[Dataset entries]
────
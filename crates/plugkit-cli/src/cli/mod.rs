//! CLI for plugkit. Subcommands and their flags come from [`Registry`].

mod commands;
mod context;
mod registry;

use std::io::{self, Read, Write};

use anyhow::{bail, Result};
use clap::{ArgMatches, Command};
use plugkit_core::config::PlugkitConfig;
use plugkit_core::help::run_with_deprecation_warning;
use plugkit_core::ProcessEnv;

use commands::{run_download_config, run_exec, run_flags, run_whoami};
use registry::{Registry, DL_CONFIG, DOWNLOAD_CONFIG, EXEC, FLAGS, WHOAMI};

pub fn run_from_args(cfg: &PlugkitConfig) -> Result<()> {
    let registry = Registry::builtin();
    let root = registry.command();
    let matches = root.clone().get_matches();
    let stdout = io::stdout();
    dispatch(&registry, &root, cfg, matches, &mut io::stdin(), &mut stdout.lock())
}

fn dispatch(
    registry: &Registry,
    root: &Command,
    cfg: &PlugkitConfig,
    matches: ArgMatches,
    stdin: &mut dyn Read,
    out: &mut dyn Write,
) -> Result<()> {
    let Some((name, sub)) = matches.subcommand() else {
        bail!("no command given");
    };
    let ctx = registry.context(root, name, sub.clone())?;
    tracing::debug!(command = name, "dispatching");

    match name {
        DOWNLOAD_CONFIG => run_download_config(&ctx, &cfg.download, out),
        DL_CONFIG => run_with_deprecation_warning(DOWNLOAD_CONFIG, DL_CONFIG, &ctx, |c| {
            run_download_config(c, &cfg.download, out)
        }),
        FLAGS => run_flags(&ctx, registry, out),
        WHOAMI => run_whoami(&ctx, &ProcessEnv, stdin, out),
        EXEC => run_exec(&ctx, out),
        other => bail!("unknown command '{}'", other),
    }
}

#[cfg(test)]
mod tests;
//! flags: list the flags a command accepts, sorted by name.

use std::io::Write;

use anyhow::Result;
use plugkit_core::flags::extract_positional_arguments;
use plugkit_core::help::wrong_number_of_arguments;
use plugkit_core::{FlagContext, FlagKind};

use crate::cli::registry::Registry;

pub fn run_flags(ctx: &dyn FlagContext, registry: &Registry, out: &mut dyn Write) -> Result<()> {
    let args = extract_positional_arguments(ctx);
    let [command] = args.as_slice() else {
        return Err(wrong_number_of_arguments(ctx).into());
    };

    let flags = registry.flags_for(command);
    if flags.is_empty() {
        writeln!(out, "no flags registered for '{}'", command)?;
        return Ok(());
    }
    for flag in flags {
        let kind = match flag.kind {
            FlagKind::Bool { .. } => "bool",
            FlagKind::String { .. } => "string",
        };
        writeln!(out, "--{:<20} {:<7} {}", flag.name, kind, flag.description)?;
    }
    Ok(())
}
────
● What to work on
All of the entries above need to be reproduced exactly.

● Result for this exercise
filename crates/plugkit-cli/src/cli/mod.rs
//! CLI for plugkit. Subcommands and their flags come from [`Registry`].

mod commands;
mod context;
mod registry;

use std::io::{self, Read, Write};

use anyhow::{bail, Result};
use clap::{ArgMatches, Command};
use plugkit_core::config::PlugkitConfig;
use plugkit_core::help::run_with_deprecation_warning;
use plugkit_core::ProcessEnv;

use commands::{run_download_config, run_exec, run_flags, run_whoami};
use registry::{Registry, DL_CONFIG, DOWNLOAD_CONFIG, EXEC, FLAGS, WHOAMI};

pub fn run_from_args(cfg: &PlugkitConfig) -> Result<()> {
    let registry = Registry::builtin();
    let root = registry.command();
    let matches = root.clone().get_matches();
    let stdout = io::stdout();
    dispatch(&registry, &root, cfg, matches, &mut io::stdin(), &mut stdout.lock())
}

fn dispatch(
    registry: &Registry,
    root: &Command,
    cfg: &PlugkitConfig,
    matches: ArgMatches,
    stdin: &mut dyn Read,
    out: &mut dyn Write,
) -> Result<()> {
    let Some((name, sub)) = matches.subcommand() else {
        bail!("no command given");
    };
    let ctx = registry.context(root, name, sub.clone())?;
    tracing::debug!(command = name, "dispatching");

    match name {
        DOWNLOAD_CONFIG => run_download_config(&ctx, &cfg.download, out),
        DL_CONFIG => run_with_deprecation_warning(DOWNLOAD_CONFIG, DL_CONFIG, &ctx, |c| {
            run_download_config(c, &cfg.download, out)
        }),
        FLAGS => run_flags(&ctx, registry, out),
        WHOAMI => run_whoami(&ctx, &ProcessEnv, stdin, out),
        EXEC => run_exec(&ctx, out),
        other => bail!("unknown command '{}'", other),
    }
}

#[cfg(test)]
mod tests;
//! flags: list the flags a command accepts, sorted by name.

use std::io::Write;

use anyhow::Result;
use plugkit_core::flags::extract_positional_arguments;
use plugkit_core::help::wrong_number_of_arguments;
use plugkit_core::{FlagContext, FlagKind};

use crate::cli::registry::Registry;

pub fn run_flags(ctx: &dyn FlagContext, registry: &Registry, out: &mut dyn Write) -> Result<()> {
    let args = extract_positional_arguments(ctx);
    let [command] = args.as_slice() else {
        return Err(wrong_number_of_arguments(ctx).into());
    };

    let flags = registry.flags_for(command);
    if flags.is_empty() {
        writeln!(out, "no flags registered for '{}'", command)?;
        return Ok(());
    }
    for flag in flags {
        let kind = match flag.kind {
            FlagKind::Bool { .. } => "bool",
            FlagKind::String { .. } => "string",
        };
        writeln!(out, "--{:<20} {:<7} {}", flag.name, kind, flag.description)?;
    }
    Ok(())
}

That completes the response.